=== Provided entries ===

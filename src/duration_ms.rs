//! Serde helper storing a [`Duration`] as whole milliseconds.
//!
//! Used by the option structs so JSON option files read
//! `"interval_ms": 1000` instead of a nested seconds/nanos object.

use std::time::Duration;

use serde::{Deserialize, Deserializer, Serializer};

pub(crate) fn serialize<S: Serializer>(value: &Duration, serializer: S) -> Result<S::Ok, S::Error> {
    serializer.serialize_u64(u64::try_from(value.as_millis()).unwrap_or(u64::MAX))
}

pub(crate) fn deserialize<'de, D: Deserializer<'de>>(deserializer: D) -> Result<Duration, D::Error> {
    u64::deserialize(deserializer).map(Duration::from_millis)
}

===

## What to produce
Find the line containing "as whole milliseconds." in the material above. Print it and every line after it through the end, exactly and only those.

## Worked solution
//! Serde helper storing a [`Duration`] as whole milliseconds.
//!
//! Used by the option structs so JSON option files read
//! `"interval_ms": 1000` instead of a nested seconds/nanos object.

use std::time::Duration;

use serde::{Deserialize, Deserializer, Serializer};

pub(crate) fn serialize<S: Serializer>(value: &Duration, serializer: S) -> Result<S::Ok, S::Error> {
    serializer.serialize_u64(u64::try_from(value.as_millis()).unwrap_or(u64::MAX))
}

pub(crate) fn deserialize<'de, D: Deserializer<'de>>(deserializer: D) -> Result<Duration, D::Error> {
    u64::deserialize(deserializer).map(Duration::from_millis)
}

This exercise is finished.